Some of the notable orders that the Tribunal may grant are to:
iii) direct a procuring institution not to make an award or cancel an award made for the procurement under review; or
In respect of review proceedings of a decision to debar, a panel may give an order:
iii) set aside the debarment order of the procuring institution; or
In addition to the orders that the Tribunal may grant, it may, in exceptional circumstances, make an order that a party to the proceedings on an application for review of a decision pay some or all of the costs reasonably and properly incurred by the other party in connection with the proceedings. The Tribunal may further, by order, summarily dismiss an application for review of a decision if the application is frivolous, vexatious or trivial.
Any party that is dissatisfied with an order of the Tribunal may institute proceedings for judicial review in the High Court.
One of the notable provisions contained in the Procurement Bill is the introduction of a standstill process which prohibits procuring institutions from concluding contracts during reconsideration or review proceedings. These provisions provide that if a procurement process is subject to reconsideration, a procuring institution may not conclude a contract with the successful bidder within 10 days after the completion of the reconsideration or review process; or if a procurement process is subject to review by the Tribunal, a procuring institution may not conclude a contract with a successful bidder prior to the completion of the review process. There is a carve-out for emergency procurement during this period, if justified.

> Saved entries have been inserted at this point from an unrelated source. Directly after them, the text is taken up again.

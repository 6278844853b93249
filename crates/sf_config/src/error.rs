// crates/sf_config/src/error.rs

//! 配置层错误类型

use sf_foundation::SfError;

/// 配置错误
#[derive(Debug, thiserror::Error)]
pub enum ConfigError {
    /// IO 错误
    #[error("IO 错误: {0}")]
    Io(#[from] std::io::Error),

    /// 解析错误
    #[error("解析错误: {0}")]
    Parse(String),

    /// 无效值
    #[error("无效值 '{key}': {value} - {reason}")]
    InvalidValue {
        /// 配置键
        key: String,
        /// 配置值
        value: String,
        /// 原因
        reason: String,
    },

    /// 缺失配置
    #[error("缺失配置: {0}")]
    Missing(String),

    /// 构建错误
    #[error("构建错误: {0}")]
    Build(#[from] SfError),
}

impl ConfigError {
    /// 无效值
    pub fn invalid_value(
        key: impl Into<String>,
        value: impl std::fmt::Display,
        reason: impl Into<String>,
    ) -> Self {
        Self::InvalidValue {
            key: key.into(),
            value: value.to_string(),
            reason: reason.into(),
        }
    }
}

The impact of the establishment of the Tribunal and the standstill provisions will need to be closely monitored in practice as they can either lengthen the already somewhat elongated procurement process or shorten it considerably. As can be seen, these provisions have the potential to contribute to further delays in public procurement, as they have added an additional layer to an already complex system. It is also possible to see a proliferation of reconsiderations and reviews before the Tribunal which may give raise to an abuse of process. It may, however, be argued that the provisions empowering the Tribunal to issue costs orders reasonably incurred by the other party in exceptional circumstances in connection with the review proceedings are meant to safeguard that concern.

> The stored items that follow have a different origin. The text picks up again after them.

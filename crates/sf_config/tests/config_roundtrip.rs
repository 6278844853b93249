// crates/sf_config/tests/config_roundtrip.rs

//! 配置往返测试
//!
//! 从 JSON 构建模拟、推进若干步、导出快照并重新构建。

use sf_config::prelude::*;
use sf_physics::prelude::*;

const FLUME: &str = r#"{
  "parameters": {
    "fractional_grain_diameters": [0.004, 0.016],
    "max_time_step": 10.0,
    "end_time": 40.0
  },
  "reaches": [
    { "id": 1, "downstream_id": 2, "length": 100.0, "elevation": 2.0,
      "discharge": 1.0, "strata": [ { "Normal": [0.05, 0.05] } ] },
    { "id": 2, "downstream_id": 3, "length": 100.0, "elevation": 1.0,
      "strata": [ { "Normal": [0.05, 0.05] } ] },
    { "id": 3, "length": 100.0, "elevation": 0.0,
      "strata": [ { "Normal": [0.05, 0.05] } ] }
  ],
  "methods": { "capacity": { "type": "Zero" } },
  "modifiers": [
    { "category": "Water",
      "modifiers": [
        { "type": "AdjustSlopesAtMargins", "minimum_bed_slope": 0.02 },
        { "type": "RecirculateWater" }
      ] }
  ]
}"#;

#[test]
fn test_json_builds_and_runs() {
    let config = SimulationConfig::from_json_str(FLUME).unwrap();
    assert_eq!(config.modifiers[0].modifiers.len(), 2);

    let mut sim = config.build().unwrap();
    let steps = sim.run_until_end().unwrap();
    assert_eq!(steps, 4);

    let net = sim.network();
    let inlet = net.index_of(1).unwrap();
    assert!((net[inlet].elevation - 3.0).abs() < 1e-12);
    assert_eq!(net[inlet].discharge, 1.0);
}

#[test]
fn test_snapshot_survives_json() {
    let mut sim = SimulationConfig::from_json_str(FLUME).unwrap().build().unwrap();
    sim.step().unwrap();

    let snapshot = SimulationConfig::from_simulation(&sim);
    let json = snapshot.to_json_string().unwrap();
    let parsed = SimulationConfig::from_json_str(&json).unwrap();
    assert_eq!(parsed.reaches.len(), snapshot.reaches.len());
    assert_eq!(parsed.modifiers, snapshot.modifiers);
    for (a, b) in parsed.reaches.iter().zip(&snapshot.reaches) {
        assert_eq!(a.id, b.id);
        assert_eq!(a.downstream_id, b.downstream_id);
        assert!((a.elevation - b.elevation).abs() < 1e-12);
        assert!((a.max_water_depth - b.max_water_depth).abs() < 1e-12);
    }

    let rebuilt = parsed.build().unwrap();
    assert_eq!(rebuilt.params().elapsed_seconds, 10.0);
    let net = rebuilt.network();
    assert!((net[net.index_of(1).unwrap()].elevation - 3.0).abs() < 1e-12);
    assert_eq!(rebuilt.modifiers().groups().len(), 1);
}

#[test]
fn test_invalid_sorting_parameters_fail_build() {
    let mut config = SimulationConfig::from_json_str(FLUME).unwrap();
    let active = config.reaches[1].strata[0].clone();
    config.reaches[1].strata.push(active);
    config.reaches[1].sorting = StrataSortingParams::ConstantThreshold(ConstantThresholdParams {
        layer_thickness: 0.1,
        minimum_factor: 1.2,
        maximum_factor: 1.0,
    });
    assert!(matches!(config.build(), Err(ConfigError::Build(_))));
}

#[test]
fn test_malformed_json_is_parse_error() {
    let err = SimulationConfig::from_json_str("{ \"reaches\": [").unwrap_err();
    assert!(matches!(err, ConfigError::Parse(_)));
}

#[test]
fn test_duplicate_modifier_group_rejected() {
    let mut config = SimulationConfig::from_json_str(FLUME).unwrap();
    let water = config.modifiers[0].clone();
    config.modifiers.push(water);
    assert!(config.build().is_err());
}

#[test]
fn test_file_round_trip() {
    let config = SimulationConfig::from_json_str(FLUME).unwrap();
    let path = std::env::temp_dir().join(format!("sf_config_roundtrip_{}.json", std::process::id()));
    config.save_to_file(&path).unwrap();
    let loaded = SimulationConfig::from_json_file(&path).unwrap();
    std::fs::remove_file(&path).unwrap();
    assert_eq!(loaded, config);
}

Even though the Procurement Bill grants the Tribunal far-reaching powers – including orders directing a procuring institution not to make an award, cancelling an award made for the procurement under review, directing that the procurement proceedings be terminated and requiring the payment of compensation for any reasonable costs incurred by the bidder submitting an application as a result of an act or decision of, or procedure followed by the procuring institution – the standard of review has not been specified. Would this entail a review in terms of the Promotion of Administrative Justice Act 3 of 2000 or under the rubric of legality? In addition, it has long been established under South African jurisprudence that the courts alone are the arbiters of legality. Would it perhaps have been better for the Tribunal to rather exercise appellate jurisdiction?

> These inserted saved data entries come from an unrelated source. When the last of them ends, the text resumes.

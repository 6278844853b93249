// crates/sf_physics/src/modifiers/time_series.rs

//! 输入时间序列
//!
//! 按河段与属性给出 (时刻, 值) 序列，在当前已模拟时长处线性插值后写入河段：
//! 第一个时刻之前取第一个值，最后一个时刻之后取最后一个值。
//! 每个序列至少两项，时刻严格递增，值非负。只支持绝对值。

use super::{ChangeRateModifier, FlowCategory, ModifierContext, ModifierKind};
use crate::grains::Grains;
use crate::network::RiverNetwork;
use crate::reach::Reach;
use serde::{Deserialize, Serialize};
use sf_foundation::{ensure, require, ReachIndex, SfError, SfResult};

/// 单个河段单个属性的时间序列
#[derive(Debug, Clone, PartialEq, Serialize, Deserialize)]
#[serde(tag = "property")]
pub enum InputSeries {
    /// 流量 [m³/s]
    Discharge {
        /// 河段编号
        reach_id: i64,
        /// (时刻 [s], 值)
        entries: Vec<(f64, f64)>,
    },
    /// 最大水深 [m]
    MaximumWaterDepth {
        /// 河段编号
        reach_id: i64,
        /// (时刻 [s], 值)
        entries: Vec<(f64, f64)>,
    },
    /// 冲刷率 [m³/s]
    ErosionRate {
        /// 河段编号
        reach_id: i64,
        /// (时刻 [s], 值)
        entries: Vec<(f64, Grains)>,
    },
}

impl InputSeries {
    /// 所属河段编号
    pub fn reach_id(&self) -> i64 {
        match self {
            Self::Discharge { reach_id, .. }
            | Self::MaximumWaterDepth { reach_id, .. }
            | Self::ErosionRate { reach_id, .. } => *reach_id,
        }
    }

    /// 属性名
    pub fn property(&self) -> &'static str {
        match self {
            Self::Discharge { .. } => "Discharge",
            Self::MaximumWaterDepth { .. } => "MaximumWaterDepth",
            Self::ErosionRate { .. } => "ErosionRate",
        }
    }

    fn times(&self) -> Vec<f64> {
        match self {
            Self::Discharge { entries, .. } | Self::MaximumWaterDepth { entries, .. } => {
                entries.iter().map(|(t, _)| *t).collect()
            }
            Self::ErosionRate { entries, .. } => entries.iter().map(|(t, _)| *t).collect(),
        }
    }

    /// 验证序列本身
    pub fn validate(&self) -> SfResult<()> {
        let times = self.times();
        ensure!(
            times.len() >= 2,
            SfError::invalid_config(
                format!("{} 时间序列（河段 {}）", self.property(), self.reach_id()),
                times.len(),
                "至少需要两项"
            )
        );
        for (i, &t) in times.iter().enumerate() {
            ensure!(
                t.is_finite() && (i == 0 || t > times[i - 1]),
                SfError::invalid_config("time", t, "时刻必须有限且严格递增")
            );
        }
        match self {
            Self::Discharge { entries, .. } | Self::MaximumWaterDepth { entries, .. } => {
                for &(_, v) in entries {
                    ensure!(
                        v.is_finite() && v >= 0.0,
                        SfError::invalid_config(self.property(), v, "值必须为非负有限值")
                    );
                }
            }
            Self::ErosionRate { entries, .. } => {
                let first = &entries[0].1;
                for (_, g) in entries {
                    g.validate()?;
                    ensure!(
                        g.matches(first),
                        SfError::config("冲刷率时间序列各项形状不一致")
                    );
                }
            }
        }
        Ok(())
    }

    /// 定位包含 `t` 的区间，`cursor` 为上次结果；返回 (区间起点, 插值系数)
    fn locate(times: &[f64], cursor: &mut usize, t: f64) -> (usize, f64) {
        let last = times.len() - 1;
        if t <= times[0] {
            *cursor = 0;
            return (0, 0.0);
        }
        if t >= times[last] {
            *cursor = last - 1;
            return (last - 1, 1.0);
        }
        let mut k = (*cursor).min(last - 1);
        while t < times[k] {
            k -= 1;
        }
        while t > times[k + 1] {
            k += 1;
        }
        *cursor = k;
        (k, (t - times[k]) / (times[k + 1] - times[k]))
    }

    /// 在时刻 `t` 写入河段
    fn apply(&self, reach: &mut Reach, cursor: &mut usize, t: f64) {
        let (k, w) = Self::locate(&self.times(), cursor, t);
        match self {
            Self::Discharge { entries, .. } => {
                reach.discharge = lerp(entries[k].1, entries[k + 1].1, w);
            }
            Self::MaximumWaterDepth { entries, .. } => {
                reach.max_water_depth = lerp(entries[k].1, entries[k + 1].1, w);
            }
            Self::ErosionRate { entries, .. } => {
                reach.erosion_rate = Grains::interpolate_linearly(&entries[k].1, &entries[k + 1].1, w);
            }
        }
    }
}

#[inline]
fn lerp(a: f64, b: f64, w: f64) -> f64 {
    a + (b - a) * w
}

/// 输入时间序列修正器
#[derive(Debug, Clone, PartialEq, Serialize, Deserialize)]
pub struct InputTimeSeries {
    /// 全部序列
    pub series: Vec<InputSeries>,
    /// 是否对其他修正器保证
    #[serde(default)]
    pub ensure_against_other_modifiers: bool,
    /// 所属流动类别
    #[serde(default = "default_category")]
    pub category: FlowCategory,
}

fn default_category() -> FlowCategory {
    FlowCategory::Water
}

/// 时间序列状态：每个序列上次所在的区间
#[derive(Debug, Clone, Default, PartialEq)]
pub struct TimeSeriesState {
    /// 区间游标
    pub cursors: Vec<usize>,
}

impl InputTimeSeries {
    /// 验证参数
    pub fn validate(&self) -> SfResult<()> {
        self.series.iter().try_for_each(InputSeries::validate)
    }

    /// 检查河段存在且冲刷率形状与河段一致
    pub fn check_network(&self, network: &RiverNetwork) -> SfResult<()> {
        for series in &self.series {
            let idx = require!(
                network.index_of(series.reach_id()),
                SfError::not_found(format!("时间序列引用的河段 {}", series.reach_id()))
            );
            if let InputSeries::ErosionRate { entries, .. } = series {
                let template = &network[idx].erosion_rate;
                ensure!(
                    entries.iter().all(|(_, g)| g.matches(template)),
                    SfError::config(format!(
                        "河段 {} 的冲刷率时间序列与地层形状不一致",
                        series.reach_id()
                    ))
                );
            }
        }
        Ok(())
    }

    fn write(
        &self,
        state: &mut TimeSeriesState,
        network: &mut RiverNetwork,
        idx: ReachIndex,
        ctx: &ModifierContext,
    ) {
        state.cursors.resize(self.series.len(), 0);
        let reach = &mut network[idx];
        for (series, cursor) in self.series.iter().zip(state.cursors.iter_mut()) {
            if series.reach_id() == reach.id() {
                series.apply(reach, cursor, ctx.elapsed_seconds);
            }
        }
    }
}

impl ChangeRateModifier for InputTimeSeries {
    type State = TimeSeriesState;

    fn kind(&self) -> ModifierKind {
        ModifierKind::InputTimeSeries
    }

    fn category(&self) -> FlowCategory {
        self.category
    }

    fn ensures_against_others(&self) -> bool {
        self.ensure_against_other_modifiers
    }

    fn input_modification(
        &self,
        state: &mut TimeSeriesState,
        network: &mut RiverNetwork,
        idx: ReachIndex,
        ctx: &ModifierContext,
    ) -> SfResult<()> {
        self.write(state, network, idx, ctx);
        Ok(())
    }

    fn modification_before_updates(
        &self,
        state: &mut TimeSeriesState,
        network: &mut RiverNetwork,
        idx: ReachIndex,
        ctx: &ModifierContext,
    ) -> SfResult<()> {
        self.write(state, network, idx, ctx);
        Ok(())
    }

    fn further_iteration_necessary(&self, _state: &TimeSeriesState, _ctx: &ModifierContext) -> bool {
        false
    }

    fn final_modification(
        &self,
        state: &mut TimeSeriesState,
        network: &mut RiverNetwork,
        idx: ReachIndex,
        ctx: &ModifierContext,
    ) -> SfResult<()> {
        self.write(state, network, idx, ctx);
        Ok(())
    }
}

A further concern is that, notwithstanding that review proceedings must be conducted expeditiously, the Procurement Bill does not expressly stipulate a time period for when the review proceedings should be finalised and a decision or outcome of the review to be rendered from the inception of the review proceedings. There is also a concern that the absence of an express timeline for the finalisation of the review proceedings could lead to further delays in the finalisation of the review proceedings; but only time will tell.